44.9AIMay 27
Better Accuracies, Worse Reasoning: A Step-Level Audit of Medical Chain-of-Thought DistillationZhaoyang Jiang, Xuanqi Peng, Fei Teng et al.
Chain-of-thought (CoT) distillation trains a smaller model to imitate a teacher's reasoning trace, but it is typically evaluated by final-answer metrics including accuracy.

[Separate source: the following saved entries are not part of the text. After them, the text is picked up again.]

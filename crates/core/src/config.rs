/// Runtime configuration for a single scan.
///
/// Populated from CLI flags (each with an environment variable
/// fallback) and threaded by value into the scan pipeline. Defaults
/// match the documented behavior: 30 links, 20 lookups, headless.
#[derive(Debug, Clone)]
pub struct ScanConfig {
    pub start_url: String,
    /// Report filename prefix; the scan timestamp is appended.
    pub output_prefix: String,
    /// Fixed cookie seeded into the jar before the first navigation
    /// so session-gated pages stay reachable.
    pub session_cookie_name: String,
    pub session_cookie_value: String,
    /// Cap on discovered links visited after the seed page.
    pub max_links: usize,
    /// Cap on external lookups, consumed per attempt regardless of outcome.
    pub max_lookups: usize,
    /// Show the browser window; never changes scan logic.
    pub debug: bool,
}

impl Default for ScanConfig {
    fn default() -> Self {
        Self {
            start_url: "https://www.google.com/".to_string(),
            output_prefix: "cookie-report".to_string(),
            session_cookie_name: "session_cookie".to_string(),
            session_cookie_value: "example_session_value".to_string(),
            max_links: 30,
            max_lookups: 20,
            debug: false,
        }
    }
}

We ask whether gains in answer quality are accompanied by improvements in the trace. In medical QA, where short answer options can leave a richer clinical justification under-specified, a Qwen3-8B student distilled from a DeepSeek-V3-family teacher improves on MedQA-USMLE answer metrics (SC@64 74.7% to 84.4%; expected calibration error (ECE) 0.096 to 0.034). Yet under a Kimi-K2.6 style-blind LLM-judge audit, its error rate over non-abstained steps rises from 30.6% to 50.3%. In this primary medical setting, answer quality and trace factuality move in opposite directions. This before--after pattern persists across evaluators, teacher strengths, student scales and families, medical benchmarks, and style, segmentation, and answer-correctness controls. A 150-step blinded audit by a clinical expert reproduces the same ordering. Boundary checks narrow the scope of the claim: the risk appears when a compact answer under-constrains the rationale and a capable student can imitate expert-like form without reliably grounding each local claim. Standard answer metrics and aggregate hedging rates do not reveal the shift. When such traces are released or reused, answer-level metrics alone are insufficient.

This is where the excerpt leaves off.